■ Your goal
What is the number of lines in the entries that contain the word "commands"? Reply with that number only.
....
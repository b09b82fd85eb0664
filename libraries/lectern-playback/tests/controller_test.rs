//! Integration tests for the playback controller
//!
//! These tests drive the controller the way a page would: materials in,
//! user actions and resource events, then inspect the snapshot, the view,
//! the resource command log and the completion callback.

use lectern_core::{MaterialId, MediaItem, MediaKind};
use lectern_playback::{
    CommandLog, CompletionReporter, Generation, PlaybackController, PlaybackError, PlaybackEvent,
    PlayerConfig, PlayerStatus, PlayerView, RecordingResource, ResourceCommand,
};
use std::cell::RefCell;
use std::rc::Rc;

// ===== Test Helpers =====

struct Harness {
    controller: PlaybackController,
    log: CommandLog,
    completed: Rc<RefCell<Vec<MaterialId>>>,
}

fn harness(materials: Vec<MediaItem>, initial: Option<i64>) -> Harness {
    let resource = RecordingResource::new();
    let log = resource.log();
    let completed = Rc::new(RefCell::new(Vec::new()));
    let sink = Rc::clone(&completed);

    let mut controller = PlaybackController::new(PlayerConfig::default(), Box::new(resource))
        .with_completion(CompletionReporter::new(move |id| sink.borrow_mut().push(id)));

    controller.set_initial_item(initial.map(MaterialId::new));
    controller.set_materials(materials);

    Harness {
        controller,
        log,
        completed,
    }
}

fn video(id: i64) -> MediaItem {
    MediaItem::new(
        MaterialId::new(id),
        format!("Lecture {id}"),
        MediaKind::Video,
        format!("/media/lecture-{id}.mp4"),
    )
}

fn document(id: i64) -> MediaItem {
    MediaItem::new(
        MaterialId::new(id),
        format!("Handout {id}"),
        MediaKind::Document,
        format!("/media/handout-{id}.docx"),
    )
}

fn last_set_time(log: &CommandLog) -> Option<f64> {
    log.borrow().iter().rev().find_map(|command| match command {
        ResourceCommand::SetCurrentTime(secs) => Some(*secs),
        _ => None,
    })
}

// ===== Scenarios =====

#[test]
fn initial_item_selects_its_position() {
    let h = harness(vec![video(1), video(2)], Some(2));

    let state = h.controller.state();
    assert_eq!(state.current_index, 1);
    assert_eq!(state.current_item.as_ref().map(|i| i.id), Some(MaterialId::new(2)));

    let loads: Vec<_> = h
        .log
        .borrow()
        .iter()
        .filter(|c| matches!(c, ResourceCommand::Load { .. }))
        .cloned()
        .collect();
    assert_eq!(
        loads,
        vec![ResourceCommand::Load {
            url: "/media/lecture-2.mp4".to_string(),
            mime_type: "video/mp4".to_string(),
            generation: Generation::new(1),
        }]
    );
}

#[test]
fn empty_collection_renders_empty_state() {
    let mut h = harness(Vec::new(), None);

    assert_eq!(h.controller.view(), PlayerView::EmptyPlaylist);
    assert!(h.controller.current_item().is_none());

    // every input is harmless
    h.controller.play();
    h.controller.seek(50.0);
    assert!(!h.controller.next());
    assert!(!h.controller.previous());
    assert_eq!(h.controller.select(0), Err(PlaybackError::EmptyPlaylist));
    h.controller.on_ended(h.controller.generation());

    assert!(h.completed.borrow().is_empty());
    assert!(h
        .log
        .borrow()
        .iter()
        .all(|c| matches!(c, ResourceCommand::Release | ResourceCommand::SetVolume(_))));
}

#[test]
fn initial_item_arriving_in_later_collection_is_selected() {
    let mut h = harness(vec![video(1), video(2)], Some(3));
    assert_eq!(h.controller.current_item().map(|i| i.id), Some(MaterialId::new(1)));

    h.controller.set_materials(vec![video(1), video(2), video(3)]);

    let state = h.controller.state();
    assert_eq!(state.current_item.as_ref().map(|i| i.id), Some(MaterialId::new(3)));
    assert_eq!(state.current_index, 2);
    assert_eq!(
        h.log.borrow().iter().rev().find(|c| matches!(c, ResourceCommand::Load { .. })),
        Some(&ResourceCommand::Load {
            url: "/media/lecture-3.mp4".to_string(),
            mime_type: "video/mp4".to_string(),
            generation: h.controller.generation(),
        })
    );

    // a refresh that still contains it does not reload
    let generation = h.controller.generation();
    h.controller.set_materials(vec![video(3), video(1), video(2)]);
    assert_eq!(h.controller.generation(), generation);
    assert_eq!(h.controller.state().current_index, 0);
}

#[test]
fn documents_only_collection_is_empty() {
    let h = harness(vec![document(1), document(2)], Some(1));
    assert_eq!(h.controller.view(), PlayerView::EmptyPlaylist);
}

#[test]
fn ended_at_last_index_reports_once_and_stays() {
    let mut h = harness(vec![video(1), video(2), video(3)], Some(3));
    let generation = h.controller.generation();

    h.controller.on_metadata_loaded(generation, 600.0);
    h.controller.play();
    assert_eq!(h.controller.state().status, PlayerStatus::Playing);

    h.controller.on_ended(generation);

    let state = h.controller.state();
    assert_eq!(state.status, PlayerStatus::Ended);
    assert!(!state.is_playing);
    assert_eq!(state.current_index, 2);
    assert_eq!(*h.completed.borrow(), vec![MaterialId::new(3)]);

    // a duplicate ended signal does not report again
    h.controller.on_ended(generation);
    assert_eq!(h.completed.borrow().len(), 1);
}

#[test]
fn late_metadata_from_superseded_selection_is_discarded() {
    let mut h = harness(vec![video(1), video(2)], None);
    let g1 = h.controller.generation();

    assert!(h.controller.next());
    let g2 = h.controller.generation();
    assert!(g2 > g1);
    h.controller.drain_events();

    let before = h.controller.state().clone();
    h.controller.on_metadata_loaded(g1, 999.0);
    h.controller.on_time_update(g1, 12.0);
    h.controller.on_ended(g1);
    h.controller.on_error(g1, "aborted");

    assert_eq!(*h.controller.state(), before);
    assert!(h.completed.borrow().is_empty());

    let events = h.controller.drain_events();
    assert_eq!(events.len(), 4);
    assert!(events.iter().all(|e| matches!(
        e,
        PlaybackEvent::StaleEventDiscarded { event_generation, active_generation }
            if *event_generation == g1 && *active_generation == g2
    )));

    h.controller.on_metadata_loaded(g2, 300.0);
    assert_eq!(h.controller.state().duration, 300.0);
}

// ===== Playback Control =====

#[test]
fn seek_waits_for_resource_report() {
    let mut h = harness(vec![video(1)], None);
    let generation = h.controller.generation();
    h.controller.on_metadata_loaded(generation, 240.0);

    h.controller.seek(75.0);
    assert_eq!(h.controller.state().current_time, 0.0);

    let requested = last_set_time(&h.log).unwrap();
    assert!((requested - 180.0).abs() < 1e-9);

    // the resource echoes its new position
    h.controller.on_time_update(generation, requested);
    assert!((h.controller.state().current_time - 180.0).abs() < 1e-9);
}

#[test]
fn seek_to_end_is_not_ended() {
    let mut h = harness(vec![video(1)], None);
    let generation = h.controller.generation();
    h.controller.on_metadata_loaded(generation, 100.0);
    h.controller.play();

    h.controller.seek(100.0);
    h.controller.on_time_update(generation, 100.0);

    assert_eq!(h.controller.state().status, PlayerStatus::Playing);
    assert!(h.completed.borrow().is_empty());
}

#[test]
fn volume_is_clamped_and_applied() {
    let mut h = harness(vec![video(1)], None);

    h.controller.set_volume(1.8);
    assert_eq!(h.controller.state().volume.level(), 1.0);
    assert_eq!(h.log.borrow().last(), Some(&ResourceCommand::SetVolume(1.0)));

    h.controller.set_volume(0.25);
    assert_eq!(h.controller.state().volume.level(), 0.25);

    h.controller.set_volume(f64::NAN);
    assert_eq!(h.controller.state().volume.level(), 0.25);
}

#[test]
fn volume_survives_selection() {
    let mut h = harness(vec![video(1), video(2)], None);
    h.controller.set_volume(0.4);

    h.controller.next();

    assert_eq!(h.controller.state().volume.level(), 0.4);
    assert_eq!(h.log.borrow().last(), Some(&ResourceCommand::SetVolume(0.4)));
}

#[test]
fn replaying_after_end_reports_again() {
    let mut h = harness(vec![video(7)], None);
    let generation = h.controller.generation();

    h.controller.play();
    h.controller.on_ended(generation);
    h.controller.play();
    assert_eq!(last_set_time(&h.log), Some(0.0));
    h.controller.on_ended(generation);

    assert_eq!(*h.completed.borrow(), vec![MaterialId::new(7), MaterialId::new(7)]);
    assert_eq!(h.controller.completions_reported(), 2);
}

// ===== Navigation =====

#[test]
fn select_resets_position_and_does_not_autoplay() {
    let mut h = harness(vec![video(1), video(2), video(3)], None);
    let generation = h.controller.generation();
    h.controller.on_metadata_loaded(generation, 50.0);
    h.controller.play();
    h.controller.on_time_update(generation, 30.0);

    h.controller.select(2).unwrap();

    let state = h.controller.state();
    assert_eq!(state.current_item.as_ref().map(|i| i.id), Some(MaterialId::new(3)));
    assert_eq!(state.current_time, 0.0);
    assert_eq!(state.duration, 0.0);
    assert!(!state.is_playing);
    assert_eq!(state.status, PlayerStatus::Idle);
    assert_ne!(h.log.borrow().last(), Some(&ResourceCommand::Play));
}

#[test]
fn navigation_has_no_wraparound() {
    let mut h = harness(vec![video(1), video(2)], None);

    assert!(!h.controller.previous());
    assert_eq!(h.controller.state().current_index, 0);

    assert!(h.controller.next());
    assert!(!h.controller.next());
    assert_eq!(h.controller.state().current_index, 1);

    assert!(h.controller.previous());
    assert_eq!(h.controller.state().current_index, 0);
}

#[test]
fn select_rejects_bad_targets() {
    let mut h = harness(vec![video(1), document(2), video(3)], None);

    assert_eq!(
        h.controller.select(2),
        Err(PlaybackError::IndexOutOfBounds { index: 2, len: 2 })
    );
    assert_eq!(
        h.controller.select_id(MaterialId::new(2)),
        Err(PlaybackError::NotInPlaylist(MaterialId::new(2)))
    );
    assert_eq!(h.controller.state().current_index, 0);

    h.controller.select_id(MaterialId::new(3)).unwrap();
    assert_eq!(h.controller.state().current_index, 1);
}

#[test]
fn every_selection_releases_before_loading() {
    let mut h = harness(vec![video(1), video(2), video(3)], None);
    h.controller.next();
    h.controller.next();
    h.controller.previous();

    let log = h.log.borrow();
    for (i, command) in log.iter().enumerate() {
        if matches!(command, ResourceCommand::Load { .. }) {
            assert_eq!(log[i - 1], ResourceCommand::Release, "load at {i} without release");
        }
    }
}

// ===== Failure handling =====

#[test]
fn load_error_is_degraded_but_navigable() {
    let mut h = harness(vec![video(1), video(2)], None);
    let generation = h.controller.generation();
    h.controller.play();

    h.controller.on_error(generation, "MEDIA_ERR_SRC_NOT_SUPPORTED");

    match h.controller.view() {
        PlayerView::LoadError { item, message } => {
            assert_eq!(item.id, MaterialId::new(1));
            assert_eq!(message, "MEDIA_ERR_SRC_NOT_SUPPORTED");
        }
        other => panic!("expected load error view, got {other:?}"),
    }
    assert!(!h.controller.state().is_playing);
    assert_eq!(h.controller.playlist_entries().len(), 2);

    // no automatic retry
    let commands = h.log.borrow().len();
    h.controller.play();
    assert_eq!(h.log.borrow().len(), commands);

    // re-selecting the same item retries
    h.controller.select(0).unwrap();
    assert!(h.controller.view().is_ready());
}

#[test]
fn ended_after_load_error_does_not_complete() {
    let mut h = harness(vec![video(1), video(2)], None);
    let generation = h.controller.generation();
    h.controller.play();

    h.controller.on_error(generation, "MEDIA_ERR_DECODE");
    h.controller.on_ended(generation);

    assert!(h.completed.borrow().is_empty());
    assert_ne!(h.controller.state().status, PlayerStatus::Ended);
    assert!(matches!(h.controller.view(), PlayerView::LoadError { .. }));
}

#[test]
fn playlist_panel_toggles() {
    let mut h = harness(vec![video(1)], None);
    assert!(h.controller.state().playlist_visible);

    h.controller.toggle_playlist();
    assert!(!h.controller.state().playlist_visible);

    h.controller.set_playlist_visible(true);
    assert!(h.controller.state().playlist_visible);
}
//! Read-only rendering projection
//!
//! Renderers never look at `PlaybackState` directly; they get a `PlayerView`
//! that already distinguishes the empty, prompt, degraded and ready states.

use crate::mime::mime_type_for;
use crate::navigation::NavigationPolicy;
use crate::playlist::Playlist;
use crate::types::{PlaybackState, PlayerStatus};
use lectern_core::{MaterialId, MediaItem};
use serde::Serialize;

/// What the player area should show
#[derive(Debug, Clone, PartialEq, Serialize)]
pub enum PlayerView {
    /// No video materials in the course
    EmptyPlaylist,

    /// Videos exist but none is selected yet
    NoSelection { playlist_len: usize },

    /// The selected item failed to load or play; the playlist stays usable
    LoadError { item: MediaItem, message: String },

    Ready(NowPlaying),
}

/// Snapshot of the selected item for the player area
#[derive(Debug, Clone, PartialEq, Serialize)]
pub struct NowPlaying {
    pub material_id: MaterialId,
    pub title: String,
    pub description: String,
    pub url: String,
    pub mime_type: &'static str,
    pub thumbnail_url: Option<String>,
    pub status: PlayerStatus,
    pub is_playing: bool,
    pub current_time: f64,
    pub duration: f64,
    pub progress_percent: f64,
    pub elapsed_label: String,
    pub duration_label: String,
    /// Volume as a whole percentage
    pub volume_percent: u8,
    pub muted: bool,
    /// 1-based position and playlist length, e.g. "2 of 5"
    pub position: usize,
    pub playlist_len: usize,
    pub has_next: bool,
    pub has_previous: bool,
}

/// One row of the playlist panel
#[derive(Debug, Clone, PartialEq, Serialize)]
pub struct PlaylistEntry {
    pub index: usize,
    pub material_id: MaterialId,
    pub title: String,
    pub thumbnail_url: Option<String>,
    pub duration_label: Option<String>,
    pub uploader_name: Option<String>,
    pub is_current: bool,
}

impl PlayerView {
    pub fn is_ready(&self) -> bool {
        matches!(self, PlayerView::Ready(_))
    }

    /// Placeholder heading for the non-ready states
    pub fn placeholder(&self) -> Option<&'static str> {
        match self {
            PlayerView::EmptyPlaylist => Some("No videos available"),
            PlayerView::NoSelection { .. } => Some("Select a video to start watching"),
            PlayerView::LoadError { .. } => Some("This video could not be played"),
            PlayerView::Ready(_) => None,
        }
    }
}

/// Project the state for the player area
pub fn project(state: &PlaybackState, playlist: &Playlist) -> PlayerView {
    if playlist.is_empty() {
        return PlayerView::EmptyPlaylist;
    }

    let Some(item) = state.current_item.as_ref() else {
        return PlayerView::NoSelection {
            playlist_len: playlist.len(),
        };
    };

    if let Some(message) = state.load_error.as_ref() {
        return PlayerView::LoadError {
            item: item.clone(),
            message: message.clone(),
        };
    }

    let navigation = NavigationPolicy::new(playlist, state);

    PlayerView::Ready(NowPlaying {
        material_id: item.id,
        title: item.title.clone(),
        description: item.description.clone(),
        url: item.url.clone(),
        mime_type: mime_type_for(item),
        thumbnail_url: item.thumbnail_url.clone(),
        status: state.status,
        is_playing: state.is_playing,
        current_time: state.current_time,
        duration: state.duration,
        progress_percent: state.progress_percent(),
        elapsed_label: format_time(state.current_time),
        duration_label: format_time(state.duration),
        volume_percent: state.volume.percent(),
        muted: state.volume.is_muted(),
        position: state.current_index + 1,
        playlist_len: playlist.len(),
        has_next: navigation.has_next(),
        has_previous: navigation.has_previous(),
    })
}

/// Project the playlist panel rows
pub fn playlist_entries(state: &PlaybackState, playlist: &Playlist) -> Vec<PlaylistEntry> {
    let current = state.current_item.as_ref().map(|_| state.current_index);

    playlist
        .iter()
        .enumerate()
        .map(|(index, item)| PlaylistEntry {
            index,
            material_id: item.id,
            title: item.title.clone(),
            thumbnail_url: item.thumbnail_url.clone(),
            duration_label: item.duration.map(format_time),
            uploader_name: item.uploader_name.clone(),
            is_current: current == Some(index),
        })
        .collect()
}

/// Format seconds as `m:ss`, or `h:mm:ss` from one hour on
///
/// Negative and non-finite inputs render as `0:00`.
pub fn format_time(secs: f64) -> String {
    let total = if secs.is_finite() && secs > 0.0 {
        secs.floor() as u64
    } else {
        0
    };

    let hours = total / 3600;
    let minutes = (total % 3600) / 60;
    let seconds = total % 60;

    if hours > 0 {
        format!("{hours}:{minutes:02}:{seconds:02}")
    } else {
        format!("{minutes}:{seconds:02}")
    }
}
....
■ Answer box
2